ELEMENTS of the national media are subjecting travellers to outright "racist attacks", using the excuse that they are involved in rural crime, it was claimed at the annual general meeting of the Irish Traveller Movement in Galway at the weekend.
"As has been stated on a number of occasions, travellers, like everyone else, have been horrified by these crimes, yet the impression has been given in recent reporting that all travellers are criminal by birth", said the movement's cochairman, Mr David Joyce. "The movement totally condemns this form of reporting which indicates the high level of racism and prejudice towards travellers that exists in elements of the local and national media."
Mr Joyce said that the movement was also concerned that the gardai could feed this "prejudice" if they publicly named and pursued travellers. Very few convictions of travellers came from Garda investigations. "Racist reporting" would cause residents' groups to feel justified in preventing travellers from being properly accommodated. They might also feel justified in attacking and burning travellers out of their homes.

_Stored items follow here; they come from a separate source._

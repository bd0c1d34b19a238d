//! Rendering and filtering
//!
//! Turns the task cache into a toolkit-independent view model. Nothing here
//! does I/O, so every rule (filters, stats, overdue markers, labels) is unit
//! tested without a terminal or browser.

use chrono::{DateTime, Local, Utc};
use serde::Serialize;

use crate::domain::{Task, TaskId, TaskPriority, TaskStatus};

/// Placeholder shown when the filtered list is empty
pub const EMPTY_MESSAGE: &str = "No tasks found. Create your first task!";

/// Current filter selection; `None` leaves a dimension unconstrained
#[derive(Debug, Clone, Default, PartialEq, Eq, Serialize)]
pub struct TaskFilter {
    pub status: Option<TaskStatus>,
    pub priority: Option<TaskPriority>,
}

impl TaskFilter {
    pub fn matches(&self, task: &Task) -> bool {
        self.status.as_ref().map_or(true, |s| task.status == *s)
            && self.priority.as_ref().map_or(true, |p| task.priority == *p)
    }

    pub fn is_empty(&self) -> bool {
        self.status.is_none() && self.priority.is_none()
    }
}

/// Tasks matching every present filter, in their incoming order
pub fn filter<'a>(tasks: &'a [Task], filter: &TaskFilter) -> Vec<&'a Task> {
    tasks.iter().filter(|t| filter.matches(t)).collect()
}

/// Aggregate counts shown above the list
#[derive(Debug, Clone, Copy, Default, PartialEq, Eq, Serialize)]
pub struct TaskStats {
    pub todo: usize,
    pub in_progress: usize,
    pub done: usize,
    pub overdue: usize,
}

impl TaskStats {
    pub fn total(&self) -> usize {
        self.todo + self.in_progress + self.done
    }
}

/// Count tasks per status plus overdue ones, over the whole cache
pub fn compute_stats(tasks: &[Task], now: DateTime<Utc>) -> TaskStats {
    tasks.iter().fold(TaskStats::default(), |mut stats, task| {
        match task.status {
            TaskStatus::Todo => stats.todo += 1,
            TaskStatus::InProgress => stats.in_progress += 1,
            TaskStatus::Done => stats.done += 1,
            TaskStatus::Other(_) => {}
        }
        if task.is_overdue(now) {
            stats.overdue += 1;
        }
        stats
    })
}

/// Deadline line of a card
#[derive(Debug, Clone, PartialEq, Eq, Serialize)]
pub struct DeadlineView {
    pub text: String,
    pub overdue: bool,
}

/// One rendered task
#[derive(Debug, Clone, PartialEq, Eq, Serialize)]
pub struct TaskCard {
    pub id: TaskId,
    pub title: String,
    pub status: TaskStatus,
    pub status_label: String,
    /// Styling hook, e.g. `in-progress`
    pub status_class: String,
    pub priority: TaskPriority,
    pub priority_label: String,
    /// Styling hook, e.g. `high`
    pub priority_class: String,
    pub description: Option<String>,
    pub deadline: Option<DeadlineView>,
    /// `Reopen` for done tasks, `Complete` otherwise
    pub toggle_label: String,
}

/// Body of the task list: either cards or the empty-state placeholder
#[derive(Debug, Clone, PartialEq, Eq, Serialize)]
#[serde(tag = "kind", rename_all = "lowercase")]
pub enum TaskListBody {
    Empty { message: String },
    Cards { cards: Vec<TaskCard> },
}

/// Everything needed to draw the app view
#[derive(Debug, Clone, PartialEq, Eq, Serialize)]
pub struct TaskListView {
    pub stats: TaskStats,
    pub filter: TaskFilter,
    pub body: TaskListBody,
}

impl TaskListView {
    pub fn cards(&self) -> &[TaskCard] {
        match &self.body {
            TaskListBody::Cards { cards } => cards,
            TaskListBody::Empty { .. } => &[],
        }
    }
}

/// Render one task
pub fn render_card(task: &Task, now: DateTime<Utc>) -> TaskCard {
    TaskCard {
        id: task.id,
        title: task.title.clone(),
        status: task.status.clone(),
        status_label: format_status(task.status.as_str()),
        status_class: task.status.as_str().to_lowercase().replace('_', "-"),
        priority: task.priority.clone(),
        priority_label: task.priority.as_str().to_string(),
        priority_class: task.priority.as_str().to_lowercase(),
        description: task
            .description
            .as_ref()
            .filter(|d| !d.is_empty())
            .cloned(),
        deadline: task.deadline.map(|deadline| DeadlineView {
            text: format_date_time(&deadline),
            overdue: task.is_overdue(now),
        }),
        toggle_label: if task.status == TaskStatus::Done {
            "Reopen".to_string()
        } else {
            "Complete".to_string()
        },
    }
}

/// Render the app view: stats over the full cache, cards for the filtered subset
pub fn render(tasks: &[Task], task_filter: &TaskFilter, now: DateTime<Utc>) -> TaskListView {
    let visible = filter(tasks, task_filter);
    let body = if visible.is_empty() {
        TaskListBody::Empty {
            message: EMPTY_MESSAGE.to_string(),
        }
    } else {
        TaskListBody::Cards {
            cards: visible.into_iter().map(|t| render_card(t, now)).collect(),
        }
    };

    TaskListView {
        stats: compute_stats(tasks, now),
        filter: task_filter.clone(),
        body,
    }
}

/// Human label for a status wire value; unknown values pass through
pub fn format_status(status: &str) -> String {
    match status {
        "TODO" => "To Do".to_string(),
        "IN_PROGRESS" => "In Progress".to_string(),
        "DONE" => "Done".to_string(),
        other => other.to_string(),
    }
}

/// Local date plus local hour:minute, no seconds
pub fn format_date_time(value: &DateTime<Utc>) -> String {
    value.with_timezone(&Local).format("%x %H:%M").to_string()
}

/// Strip control characters so task text cannot drive the terminal
pub fn sanitize_terminal(text: &str) -> String {
    text.chars()
        .map(|c| match c {
            '\n' | '\t' => ' ',
            c if c.is_control() => '\u{FFFD}',
            c => c,
        })
        .collect()
}
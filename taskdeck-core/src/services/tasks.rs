//! Task service - CRUD calls against the task API

use std::sync::Arc;

use crate::domain::result::Result;
use crate::domain::{Task, TaskFields, TaskId, TaskStatus};
use crate::ports::TaskApi;

/// Whether a save creates a new task or updates an existing one
#[derive(Debug, Clone, Copy, PartialEq, Eq)]
pub enum SaveMode {
    Create,
    Update(TaskId),
}

/// A typed save command: what to do plus the submitted fields
#[derive(Debug, Clone, PartialEq)]
pub struct SaveTask {
    pub mode: SaveMode,
    pub fields: TaskFields,
}

impl SaveTask {
    pub fn create(fields: TaskFields) -> Self {
        Self {
            mode: SaveMode::Create,
            fields,
        }
    }

    pub fn update(id: TaskId, fields: TaskFields) -> Self {
        Self {
            mode: SaveMode::Update(id),
            fields,
        }
    }
}

/// Status change produced by the completion toggle
#[derive(Debug, Clone, PartialEq, Eq)]
pub struct StatusChange {
    pub id: TaskId,
    pub from: TaskStatus,
    pub to: TaskStatus,
}

impl StatusChange {
    /// Toggle target for `task`
    pub fn toggle(task: &Task) -> Self {
        Self {
            id: task.id,
            from: task.status.clone(),
            to: task.status.toggle_target(),
        }
    }

    pub fn completes(&self) -> bool {
        self.to == TaskStatus::Done
    }
}

pub struct TaskService {
    api: Arc<dyn TaskApi>,
}

impl TaskService {
    pub fn new(api: Arc<dyn TaskApi>) -> Self {
        Self { api }
    }

    pub fn list(&self, token: &str) -> Result<Vec<Task>> {
        self.api.list_tasks(token)
    }

    pub fn get(&self, token: &str, id: TaskId) -> Result<Task> {
        self.api.get_task(token, id)
    }

    pub fn overdue(&self, token: &str) -> Result<Vec<Task>> {
        self.api.list_overdue(token)
    }

    /// Validate the fields, then create or update
    pub fn save(&self, token: &str, command: &SaveTask) -> Result<Task> {
        let fields = command.fields.clone().normalized()?;
        match command.mode {
            SaveMode::Create => self.api.create_task(token, &fields),
            SaveMode::Update(id) => self.api.update_task(token, id, &fields),
        }
    }

    /// Send only the new status
    pub fn set_status(&self, token: &str, change: &StatusChange) -> Result<Task> {
        self.api.update_status(token, change.id, change.to.clone())
    }

    pub fn delete(&self, token: &str, id: TaskId) -> Result<()> {
        self.api.delete_task(token, id)
    }
}
//! In-memory key-value store

use std::collections::HashMap;
use std::sync::Mutex;

use crate::domain::result::{Error, Result};
use crate::ports::KeyValueStore;

/// Process-local store; nothing survives a restart
#[derive(Debug, Default)]
pub struct MemoryKeyValueStore {
    entries: Mutex<HashMap<String, String>>,
}

impl MemoryKeyValueStore {
    pub fn new() -> Self {
        Self::default()
    }

    fn entries(&self) -> Result<std::sync::MutexGuard<'_, HashMap<String, String>>> {
        self.entries
            .lock()
            .map_err(|e| Error::storage(format!("Lock poisoned: {}", e)))
    }
}

impl KeyValueStore for MemoryKeyValueStore {
    fn get(&self, key: &str) -> Result<Option<String>> {
        Ok(self.entries()?.get(key).cloned())
    }

    fn set(&self, key: &str, value: &str) -> Result<()> {
        self.entries()?.insert(key.to_string(), value.to_string());
        Ok(())
    }

    fn remove(&self, key: &str) -> Result<()> {
        self.entries()?.remove(key);
        Ok(())
    }
}

#[cfg(test)]
mod tests {
    use super::*;

    #[test]
    fn test_memory_store() {
        let store = MemoryKeyValueStore::new();
        assert_eq!(store.get("k").unwrap(), None);
        store.set("k", "v").unwrap();
        assert_eq!(store.get("k").unwrap(), Some("v".to_string()));
        store.remove("k").unwrap();
        store.remove("k").unwrap();
        assert_eq!(store.get("k").unwrap(), None);
    }
}
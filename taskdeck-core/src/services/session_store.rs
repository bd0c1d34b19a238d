//! Session persistence
//!
//! Mirrors the in-memory session into a key-value store under two keys:
//! `authToken` (the bearer token) and `userData` (the user profile as JSON).

use std::sync::Arc;

use crate::domain::result::Result;
use crate::domain::{Session, UserProfile};
use crate::ports::KeyValueStore;

pub const TOKEN_KEY: &str = "authToken";
pub const USER_KEY: &str = "userData";

/// Reads and writes the persisted session
#[derive(Clone)]
pub struct SessionStore {
    store: Arc<dyn KeyValueStore>,
}

impl SessionStore {
    pub fn new(store: Arc<dyn KeyValueStore>) -> Self {
        Self { store }
    }

    /// Restore a persisted session.
    ///
    /// Both keys must be present and the profile must parse; anything less
    /// counts as no session.
    pub fn load(&self) -> Result<Option<Session>> {
        let token = self.store.get(TOKEN_KEY)?.filter(|t| !t.is_empty());
        let user = self.store.get(USER_KEY)?;

        let (Some(token), Some(user)) = (token, user) else {
            return Ok(None);
        };

        match serde_json::from_str::<UserProfile>(&user) {
            Ok(profile) => Ok(Some(Session::new(profile, token))),
            Err(_) => Ok(None),
        }
    }

    /// Write both keys. If the second write fails the first is rolled back.
    pub fn save(&self, session: &Session) -> Result<()> {
        let user = serde_json::to_string(&session.user)?;
        self.store.set(TOKEN_KEY, &session.token)?;
        if let Err(e) = self.store.set(USER_KEY, &user) {
            let _ = self.store.remove(TOKEN_KEY);
            return Err(e);
        }
        Ok(())
    }

    /// Remove both keys
    pub fn clear(&self) -> Result<()> {
        let token = self.store.remove(TOKEN_KEY);
        let user = self.store.remove(USER_KEY);
        token.and(user)
    }
}
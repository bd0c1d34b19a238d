//! Task cache - the last complete task list fetched from the server
//!
//! The cache is only ever replaced wholesale. Each list fetch takes a ticket
//! from [`TaskCache::begin_fetch`]; a response is applied only if its ticket
//! is newer than the last one applied, so a slow response that arrives after
//! a newer one is dropped instead of overwriting fresher data.

use crate::domain::{Task, TaskId};

/// Sequence stamp handed out per list fetch
#[derive(Debug, Clone, Copy, PartialEq, Eq, PartialOrd, Ord)]
pub struct FetchTicket(u64);

#[derive(Debug, Default)]
pub struct TaskCache {
    tasks: Vec<Task>,
    issued: u64,
    applied: u64,
}

impl TaskCache {
    pub fn new() -> Self {
        Self::default()
    }

    /// Take a ticket for a fetch that is about to start
    pub fn begin_fetch(&mut self) -> FetchTicket {
        self.issued += 1;
        FetchTicket(self.issued)
    }

    /// Replace the snapshot with `tasks` unless a newer fetch already landed.
    ///
    /// Returns whether the snapshot was applied.
    pub fn complete_fetch(&mut self, ticket: FetchTicket, tasks: Vec<Task>) -> bool {
        if ticket.0 <= self.applied {
            return false;
        }
        self.applied = ticket.0;
        self.tasks = tasks;
        true
    }

    pub fn tasks(&self) -> &[Task] {
        &self.tasks
    }

    pub fn get(&self, id: TaskId) -> Option<&Task> {
        self.tasks.iter().find(|t| t.id == id)
    }

    /// Forget everything (sign-out). Outstanding tickets become stale.
    pub fn clear(&mut self) {
        self.tasks.clear();
        self.applied = self.issued;
    }
}

#[cfg(test)]
mod tests {
    use super::*;

    #[test]
    fn test_fetch_replaces_snapshot() {
        let mut cache = TaskCache::new();
        assert!(cache.tasks().is_empty());

        let ticket = cache.begin_fetch();
        assert!(cache.complete_fetch(ticket, vec![Task::new(1, "a"), Task::new(2, "b")]));
        assert_eq!(cache.tasks().len(), 2);

        let ticket = cache.begin_fetch();
        assert!(cache.complete_fetch(ticket, vec![Task::new(3, "c")]));
        assert_eq!(cache.tasks().len(), 1);
        assert_eq!(cache.get(3).map(|t| t.title.as_str()), Some("c"));
        assert!(cache.get(1).is_none());
    }

    #[test]
    fn test_stale_response_is_discarded() {
        let mut cache = TaskCache::new();
        let first = cache.begin_fetch();
        let second = cache.begin_fetch();

        assert!(cache.complete_fetch(second, vec![Task::new(2, "new")]));
        assert!(!cache.complete_fetch(first, vec![Task::new(1, "old")]));
        assert_eq!(cache.tasks()[0].title, "new");
    }

    #[test]
    fn test_in_order_responses_both_apply() {
        let mut cache = TaskCache::new();
        let first = cache.begin_fetch();
        let second = cache.begin_fetch();

        assert!(cache.complete_fetch(first, vec![Task::new(1, "old")]));
        assert!(cache.complete_fetch(second, vec![Task::new(2, "new")]));
        assert_eq!(cache.tasks()[0].title, "new");
    }

    #[test]
    fn test_clear_invalidates_outstanding_fetches() {
        let mut cache = TaskCache::new();
        let ticket = cache.begin_fetch();
        cache.clear();

        assert!(!cache.complete_fetch(ticket, vec![Task::new(1, "late")]));
        assert!(cache.tasks().is_empty());
    }
}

Mr Joyce said that recent reporting, particularly in the Sunday Independent, was the culmination of a series of derogatory and insulting articles on travellers which had appeared in the national press in the past year. In many local papers the reporting on travellers bordered on incitement.
He said that one article by Mary Ellen Synon in the Sunday Independent had been particularly offensive. "A number of individuals have made complaints under the Incitement to Hatred Act about this article and the Irish Traveller Movement will be offering whatever support we can to these people."
Mr Joyce called on the National Union of Journalists to "implement its recommendations on this type of reporting". The movement would urge groups "who may be in the fortunate position of advertising for employees" not to use the Sunday Independent for this purpose.
He emphasised that the main concern of more than 1,100 traveller families continued to be the lack of appropriate accommodation. The conditions on many unserviced sites were having severe effects on the health of people living there.
The Minister for Arts, Culture and the Gaeltacht, Mr Higgins, deplored the inadequate accommodation for travellers, the fact that infant and adult mortality rates among them were twice those of the settled community, and the denial of education to traveller children, particularly at second and third level.
The Minister pledged that the report by the Task Force on the Travelling Community would not be allowed to gather dust and said that a Government inter departmental committee was already meeting to decide on the implementation of its recommendations.